てくがたのブログ おみくじの箱の中には4種類のものがあった。


いずれもビニール袋の中におみくじ結果が書いてある紙が同封されているのは同じであるが、その中に紙粘土で細工されてものが入っており、この種類が違う。


花形のものを購入。それでは結果は・・・・・・・・・



末吉。微妙のラインである。恋愛のところで、断定的に“あきらめなさい”って書かれているのが笑える。てくがたのブログ

ところで、どうしてアジサイをこの寺で植えるようになったのだろう?


最初、このお寺の紋を、山門の扉で見た時(下写真)、アジサイに似ていたので、それにちなんで昔からアジサイを植えていたのだと思ったが、どうやら違うらしい。
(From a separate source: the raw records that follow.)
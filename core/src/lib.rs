//! stampede-core: Pipeline engine for protocol-pluggable load generation
//!
//! This crate provides everything between "a source of requests" and "a
//! report", independent of any wire protocol:
//!
//! - Protocol-neutral request and result types
//! - Core traits (Backend, BackendFactory, RequestGenerator)
//! - The pipeline stages: generation, rate limiting, worker pool, collection
//! - The orchestrator that wires the stages and owns the deadlines
//! - Error handling

#![warn(missing_docs)]
#![warn(clippy::all)]

pub mod channel;
pub mod collector;
pub mod config;
pub mod error;
pub mod generator;
pub mod orchestrator;
pub mod rate_limiter;
pub mod request;
pub mod response;
pub mod traits;
pub mod worker;

pub use channel::ChannelConfig;
pub use collector::{Collector, FinalReport, ProgressSnapshot, RunningStats, SearchSummary};
pub use config::{ConfigError, Protocol, RateLimit, RunConfig};
pub use error::*;
pub use generator::{generate, Bounded, GenerationEnd, GeneratorStats};
pub use orchestrator::{
    aggregate_worker_stats, AggregatedStats, Orchestrator, OrchestratorBuilder, RunSummary,
    ShutdownHandle,
};
pub use rate_limiter::{LimiterStats, RequestRateLimiter};
pub use request::*;
pub use response::*;
pub use traits::*;
pub use worker::{Worker, WorkerBuilder, WorkerPool, WorkerStats};

#[cfg(test)]
mod integration_tests {
    use super::*;
    use std::time::Duration;

    #[test]
    fn test_config_from_json_file_contents() {
        let json = r#"{
            "concurrency": 8,
            "timeout": "2s",
            "duration": "30s",
            "target": "http://localhost:6333",
            "protocol": "vector_search",
            "rate_limit": { "rate": 100.0, "burst": 20 }
        }"#;
        let config: RunConfig = serde_json::from_str(json).unwrap();
        config.validate().unwrap();

        assert_eq!(config.concurrency, 8);
        assert_eq!(config.hard_deadline(), Duration::from_secs(32));
        assert_eq!(config.protocol, Protocol::VectorSearch);
        assert!(RequestRateLimiter::new(config.rate_limit.unwrap()).is_some());
    }

    #[test]
    fn test_config_error_converts_to_bench_error() {
        let config = RunConfig::new(0);
        let err: BenchError = config.validate().unwrap_err().into();
        assert!(matches!(err, BenchError::Config(_)));
    }

    #[test]
    fn test_vector_request_reports_payload_kind() {
        let query = VectorQuery::new("my_collection", vec![0.1, 0.2]);
        let request = Request::vector_query("localhost:6334", std::sync::Arc::new(query));
        assert_eq!(request.payload.kind(), "vector_query");
        assert_eq!(request.method, "POST");
    }
}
てくがたのブログ
檀家のご夫婦が昭和55年(1980)に植えたのが最初で、協力者を得ながら弁天堂を中心に「あじさい庭園」を5年の間で造成し、それ以降もアジサイを境内全体に増やしていったという話だ。


この檀家夫婦が、どのような思いでアジサイを植えていったのだろうか?この世にはいない誰かを思ってのことか。


このようなことは、お寺のパンフレットにも記載されておらず分からなかったが、分かればまた違った目でアジサイを見ることができたかもしれない。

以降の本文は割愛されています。